- Location: 32°11′N 34°52′E﻿ / ﻿32.183°N 34.867°E Ra'anana, Israel
- Date: January 15, 2024 13:30 – 15:30
- Target: Avichay Adraee (alleged)
- Attack type: Vehicle-ramming attack, mass stabbing
- Weapons: Knife, multiple cars
- Deaths: Edna Blustein, aged 79
- Injured: 18 (including children)
- Perpetrators: Khalil al-Rahman Brigade
- Assailants: Mahmoud & Ahmad Zidat
- Motive: Reaction to the Israeli invasion of the Gaza Strip (2023–present)

= 2024 Ra'anana attack =

Part of the Israeli–Palestinian conflict

On January 15, 2024, a double vehicle-ramming and stabbing attack occurred in the industrial zone of the Israeli city of Ra'anana. 79 year old Edna Bluestein, a pedestrian, was stabbed and killed and eighteen others were injured. The two attackers, cousins and residents of Bani Na'im in the Hebron area, were arrested.
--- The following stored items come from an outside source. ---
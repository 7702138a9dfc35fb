use std::fs;

use assert_cmd::cargo::cargo_bin_cmd;
use predicates::prelude::*;
use tempfile::tempdir;

#[test]
fn test_config_path_command() {
    let dir = tempdir().unwrap();

    cargo_bin_cmd!("habitrack")
        .env("HABITRACK_HOME", dir.path())
        .args(["config", "path"])
        .assert()
        .success()
        .stdout(predicate::str::contains("config.toml"));
}

#[test]
fn test_config_init_creates_file() {
    let dir = tempdir().unwrap();
    let config_path = dir.path().join("config.toml");

    assert!(!config_path.exists());

    cargo_bin_cmd!("habitrack")
        .env("HABITRACK_HOME", dir.path())
        .args(["config", "init"])
        .assert()
        .success()
        .stdout(predicate::str::contains("Created config at"));

    assert!(config_path.exists());

    let contents = fs::read_to_string(&config_path).unwrap();
    assert!(contents.contains("base_url ="));
    assert!(contents.contains("habit_done = 3"));
}

#[test]
fn test_config_init_fails_if_exists() {
    let dir = tempdir().unwrap();
    let config_path = dir.path().join("config.toml");

    fs::write(&config_path, "# existing config").unwrap();

    cargo_bin_cmd!("habitrack")
        .env("HABITRACK_HOME", dir.path())
        .args(["config", "init"])
        .assert()
        .failure()
        .stderr(predicate::str::contains("already exists"));
}

#[test]
fn test_config_set_base_url() {
    let dir = tempdir().unwrap();

    cargo_bin_cmd!("habitrack")
        .env("HABITRACK_HOME", dir.path())
        .args(["config", "set-base-url", "https://habits.example.com/"])
        .assert()
        .success();

    let contents = fs::read_to_string(dir.path().join("config.toml")).unwrap();
    assert!(contents.contains("base_url = \"https://habits.example.com\""));
}

#[test]
fn test_config_set_base_url_rejects_garbage() {
    let dir = tempdir().unwrap();

    cargo_bin_cmd!("habitrack")
        .env("HABITRACK_HOME", dir.path())
        .args(["config", "set-base-url", "not a url"])
        .assert()
        .failure()
        .stderr(predicate::str::contains("Invalid API base URL"));
}

#[test]
fn test_config_help_shows_subcommands() {
    cargo_bin_cmd!("habitrack")
        .args(["config", "--help"])
        .assert()
        .success()
        .stdout(predicate::str::contains("path"))
        .stdout(predicate::str::contains("init"));
}
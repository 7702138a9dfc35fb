//! Habits feature slice: list, register and delete habits.

mod render;
mod state;
mod update;

pub use render::render_habits;
pub use state::HabitsState;
pub use update::{handle_event, handle_key};
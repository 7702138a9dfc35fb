//! Persistent client storage for the session (token, username, points).
//!
//! The file backend keeps a flat JSON object in `<base>/session.json` with
//! restricted permissions (0600). Tokens are never logged or displayed in full.

use std::collections::BTreeMap;
use std::fs::{self, OpenOptions};
use std::io::Write;
use std::path::{Path, PathBuf};
use std::sync::{Mutex, MutexGuard, PoisonError};

use anyhow::{Context, Result};

use crate::config::paths;

/// Keys persisted in client storage.
#[derive(Debug, Clone, Copy, PartialEq, Eq, PartialOrd, Ord)]
pub enum StorageKey {
    JwtToken,
    Username,
    UserPoints,
}

impl StorageKey {
    pub const ALL: [StorageKey; 3] = [
        StorageKey::JwtToken,
        StorageKey::Username,
        StorageKey::UserPoints,
    ];

    pub fn as_str(self) -> &'static str {
        match self {
            StorageKey::JwtToken => "jwt_token",
            StorageKey::Username => "username",
            StorageKey::UserPoints => "user_points",
        }
    }
}

/// Key/value storage shared between the UI loop and request tasks.
pub trait Storage: Send + Sync {
    fn get(&self, key: StorageKey) -> Option<String>;

    /// # Errors
    /// Returns an error if the value cannot be persisted.
    fn set(&self, key: StorageKey, value: &str) -> Result<()>;

    /// # Errors
    /// Returns an error if the removal cannot be persisted.
    fn remove(&self, key: StorageKey) -> Result<()>;

    /// Bearer token, ignoring empty values.
    fn token(&self) -> Option<String> {
        self.get(StorageKey::JwtToken).filter(|t| !t.is_empty())
    }
}

type Entries = BTreeMap<String, String>;

fn lock(entries: &Mutex<Entries>) -> MutexGuard<'_, Entries> {
    entries.lock().unwrap_or_else(PoisonError::into_inner)
}

/// Storage backed by a JSON file, rewritten on every change.
#[derive(Debug)]
pub struct FileStorage {
    path: PathBuf,
    entries: Mutex<Entries>,
}

impl FileStorage {
    /// Opens the session file under `HABITRACK_HOME`.
    ///
    /// # Errors
    /// Returns an error if the file exists but cannot be read or parsed.
    pub fn open_default() -> Result<Self> {
        Self::open(paths::session_path())
    }

    /// Opens storage at `path`. A missing file is empty storage.
    ///
    /// # Errors
    /// Returns an error if the file exists but cannot be read or parsed.
    pub fn open(path: impl Into<PathBuf>) -> Result<Self> {
        let path = path.into();
        let entries = if path.exists() {
            let contents = fs::read_to_string(&path)
                .with_context(|| format!("Failed to read session from {}", path.display()))?;
            if contents.trim().is_empty() {
                Entries::new()
            } else {
                serde_json::from_str(&contents)
                    .with_context(|| format!("Failed to parse session from {}", path.display()))?
            }
        } else {
            Entries::new()
        };

        Ok(Self {
            path,
            entries: Mutex::new(entries),
        })
    }

    pub fn path(&self) -> &Path {
        &self.path
    }

    fn persist(&self, entries: &Entries) -> Result<()> {
        let path = &self.path;

        if let Some(parent) = path.parent() {
            fs::create_dir_all(parent)
                .with_context(|| format!("Failed to create directory {}", parent.display()))?;
        }

        let contents = serde_json::to_string_pretty(entries).context("Failed to serialize session")?;

        #[cfg(unix)]
        {
            use std::os::unix::fs::OpenOptionsExt;
            let mut file = OpenOptions::new()
                .write(true)
                .create(true)
                .truncate(true)
                .mode(0o600)
                .open(path)
                .with_context(|| format!("Failed to open {} for writing", path.display()))?;
            file.write_all(contents.as_bytes())
                .with_context(|| format!("Failed to write to {}", path.display()))?;
        }

        #[cfg(not(unix))]
        {
            let mut file = OpenOptions::new()
                .write(true)
                .create(true)
                .truncate(true)
                .open(path)
                .with_context(|| format!("Failed to open {} for writing", path.display()))?;
            file.write_all(contents.as_bytes())
                .with_context(|| format!("Failed to write to {}", path.display()))?;
        }

        Ok(())
    }
}

impl Storage for FileStorage {
    fn get(&self, key: StorageKey) -> Option<String> {
        lock(&self.entries).get(key.as_str()).cloned()
    }

    fn set(&self, key: StorageKey, value: &str) -> Result<()> {
        let mut entries = lock(&self.entries);
        entries.insert(key.as_str().to_string(), value.to_string());
        self.persist(&entries)
    }

    fn remove(&self, key: StorageKey) -> Result<()> {
        let mut entries = lock(&self.entries);
        if entries.remove(key.as_str()).is_none() {
            return Ok(());
        }
        self.persist(&entries)
    }
}

/// Process-local storage.
#[derive(Debug, Default)]
pub struct MemoryStorage {
    entries: Mutex<Entries>,
}

impl MemoryStorage {
    pub fn new() -> Self {
        Self::default()
    }

    /// Storage pre-seeded with a token.
    pub fn with_token(token: &str) -> Self {
        let storage = Self::default();
        lock(&storage.entries).insert(StorageKey::JwtToken.as_str().to_string(), token.to_string());
        storage
    }
}

impl Storage for MemoryStorage {
    fn get(&self, key: StorageKey) -> Option<String> {
        lock(&self.entries).get(key.as_str()).cloned()
    }

    fn set(&self, key: StorageKey, value: &str) -> Result<()> {
        lock(&self.entries).insert(key.as_str().to_string(), value.to_string());
        Ok(())
    }

    fn remove(&self, key: StorageKey) -> Result<()> {
        lock(&self.entries).remove(key.as_str());
        Ok(())
    }
}

/// Masks a token for display, keeping only a short prefix.
pub fn mask_token(token: &str) -> String {
    if token.len() <= 16 || !token.is_char_boundary(8) {
        return "***".to_string();
    }
    format!("{}...", &token[..8])
}
use std::fs;
use std::path::PathBuf;
use std::process::Command;

use anyhow::{Context, Result, bail};
use clap::{Parser, Subcommand};

#[derive(Debug, Parser)]
#[command(name = "xtask", about = "habitrack maintainer tasks")]
struct Cli {
    #[command(subcommand)]
    command: Option<CommandName>,
}

#[derive(Debug, Default, Subcommand)]
enum CommandName {
    /// Update default_config.toml by running `habitrack config generate`.
    #[default]
    UpdateDefaultConfig,
}

fn main() -> Result<()> {
    let cli = Cli::parse();

    match cli.command.unwrap_or_default() {
        CommandName::UpdateDefaultConfig => update_default_config(),
    }
}

fn update_default_config() -> Result<()> {
    let root = project_root()?;
    let dest = root
        .join("crates")
        .join("habitrack-core")
        .join("default_config.toml");

    // Keep the generator away from the maintainer's own config.
    let temp_home = tempfile::tempdir().context("create temp dir for HABITRACK_HOME")?;

    let output = Command::new("cargo")
        .current_dir(&root)
        .env("HABITRACK_HOME", temp_home.path())
        .arg("run")
        .arg("-p")
        .arg("habitrack-cli")
        .arg("--")
        .arg("config")
        .arg("generate")
        .output()
        .context("run `cargo run -p habitrack-cli -- config generate`")?;

    if !output.status.success() {
        let stderr = String::from_utf8_lossy(&output.stderr);
        bail!("config generate failed: {stderr}");
    }

    fs::write(&dest, &output.stdout)
        .with_context(|| format!("write config to {}", dest.display()))?;

    println!("Updated {}", dest.display());
    Ok(())
}

fn project_root() -> Result<PathBuf> {
    let manifest_dir = PathBuf::from(env!("CARGO_MANIFEST_DIR"));
    let root = manifest_dir
        .ancestors()
        .nth(2)
        .context("locate workspace root from CARGO_MANIFEST_DIR")?;
    Ok(root.to_path_buf())
}
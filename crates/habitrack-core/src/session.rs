//! Login state persisted in client storage.

use std::sync::Arc;

use anyhow::Result;

use crate::api::{LoginResponse, User};
use crate::guard::Route;
use crate::points::PointStore;
use crate::storage::{Storage, StorageKey, mask_token};

#[derive(Clone)]
pub struct Session {
    storage: Arc<dyn Storage>,
}

impl Session {
    pub fn new(storage: Arc<dyn Storage>) -> Self {
        Self { storage }
    }

    pub fn is_logged_in(&self) -> bool {
        self.storage.token().is_some()
    }

    pub fn username(&self) -> Option<String> {
        self.storage.get(StorageKey::Username)
    }

    /// Screen shown at start-up.
    pub fn start_route(&self) -> Route {
        if self.is_logged_in() {
            Route::Today
        } else {
            Route::Login
        }
    }

    /// Stores the token, username and balance from a successful login.
    ///
    /// # Errors
    /// Returns an error if storage cannot be written.
    pub fn store_login(&self, response: &LoginResponse) -> Result<PointStore> {
        self.storage.set(StorageKey::JwtToken, &response.token)?;
        self.storage
            .set(StorageKey::Username, &response.user.username)?;
        let points = PointStore::new(response.user.points);
        points.save(self.storage.as_ref())?;
        tracing::info!(
            username = %response.user.username,
            token = %mask_token(&response.token),
            "Logged in"
        );
        Ok(points)
    }

    /// Replaces the local balance with the server's.
    ///
    /// # Errors
    /// Returns an error if storage cannot be written.
    pub fn reconcile(&self, user: &User, points: &mut PointStore) -> Result<()> {
        if points.points() != user.points {
            tracing::debug!(
                local = points.points(),
                server = user.points,
                "Reconciling point balance"
            );
        }
        points.set(user.points);
        points.save(self.storage.as_ref())
    }

    /// Clears every stored session key.
    ///
    /// # Errors
    /// Returns an error if storage cannot be written.
    pub fn logout(&self) -> Result<()> {
        for key in StorageKey::ALL {
            self.storage.remove(key)?;
        }
        tracing::info!("Logged out");
        Ok(())
    }
}

#[cfg(test)]
mod tests {
    use super::*;
    use crate::storage::MemoryStorage;

    fn login_response() -> LoginResponse {
        LoginResponse {
            token: "jwt-token-value".into(),
            user: User {
                id: "u1".into(),
                username: "alice".into(),
                points: 21,
            },
        }
    }

    #[test]
    fn test_start_route_follows_token() {
        let session = Session::new(Arc::new(MemoryStorage::new()));
        assert_eq!(session.start_route(), Route::Login);

        session.store_login(&login_response()).unwrap();
        assert_eq!(session.start_route(), Route::Today);
    }

    #[test]
    fn test_login_stores_all_keys() {
        let storage: Arc<dyn Storage> = Arc::new(MemoryStorage::new());
        let session = Session::new(Arc::clone(&storage));
        let points = session.store_login(&login_response()).unwrap();

        assert_eq!(points.points(), 21);
        assert_eq!(storage.token().as_deref(), Some("jwt-token-value"));
        assert_eq!(session.username().as_deref(), Some("alice"));
        assert_eq!(storage.get(StorageKey::UserPoints).as_deref(), Some("21"));
    }

    #[test]
    fn test_logout_clears_everything() {
        let storage: Arc<dyn Storage> = Arc::new(MemoryStorage::new());
        let session = Session::new(Arc::clone(&storage));
        session.store_login(&login_response()).unwrap();
        session.logout().unwrap();

        for key in StorageKey::ALL {
            assert!(storage.get(key).is_none());
        }
    }

    #[test]
    fn test_reconcile_overwrites_local_balance() {
        let storage: Arc<dyn Storage> = Arc::new(MemoryStorage::new());
        let session = Session::new(Arc::clone(&storage));
        let mut points = PointStore::new(99);
        let user = User {
            id: "u1".into(),
            username: "alice".into(),
            points: 4,
        };
        session.reconcile(&user, &mut points).unwrap();
        assert_eq!(points.points(), 4);
        assert_eq!(storage.get(StorageKey::UserPoints).as_deref(), Some("4"));
    }
}
use habitrack_core::daily::today_string;

use super::Services;
use crate::events::{TodayUiEvent, UiEvent};

pub async fn fetch_user(services: Services) -> UiEvent {
    let result = services.guard.run(services.api.fetch_user()).await;
    UiEvent::Today(TodayUiEvent::UserLoaded(result))
}

/// Loads the track for the current local date.
pub async fn load_today_track(services: Services) -> UiEvent {
    let date = today_string();
    let result = services
        .guard
        .run(services.api.fetch_daily_track(&date))
        .await;
    UiEvent::Today(TodayUiEvent::TrackLoaded(result))
}

pub async fn mark_done(services: Services, date: String, habit_id: String) -> UiEvent {
    let result = services
        .guard
        .run(services.api.mark_done(&date, &habit_id))
        .await
        .map(|_| ());
    UiEvent::Today(TodayUiEvent::MarkDoneFinished { habit_id, result })
}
The Khalil al-Rahman Brigade claimed responsibility for the attack.

Car ramming has increasingly become a terrorist weapon.

== Attack ==
The attack occurred around 13:30 when two Palestinians from Bani Na'im entered who had been illegally employed at a local car wash, stabbed Edna and then stole a car. He then drove around the city, changing three cars and running over several civilians. Afterwards, he took control of another vehicle, drove towards Haroshet Street, and hit civilians. He then reached Weizmann Street, where he ran over several people and fled the scene.

Immediately after receiving reports of the incident at the emergency centers, security forces began a pursuit of the attacker. A rapid police chase and additional special units led to his capture, along with someone who apparently assisted him in the attack.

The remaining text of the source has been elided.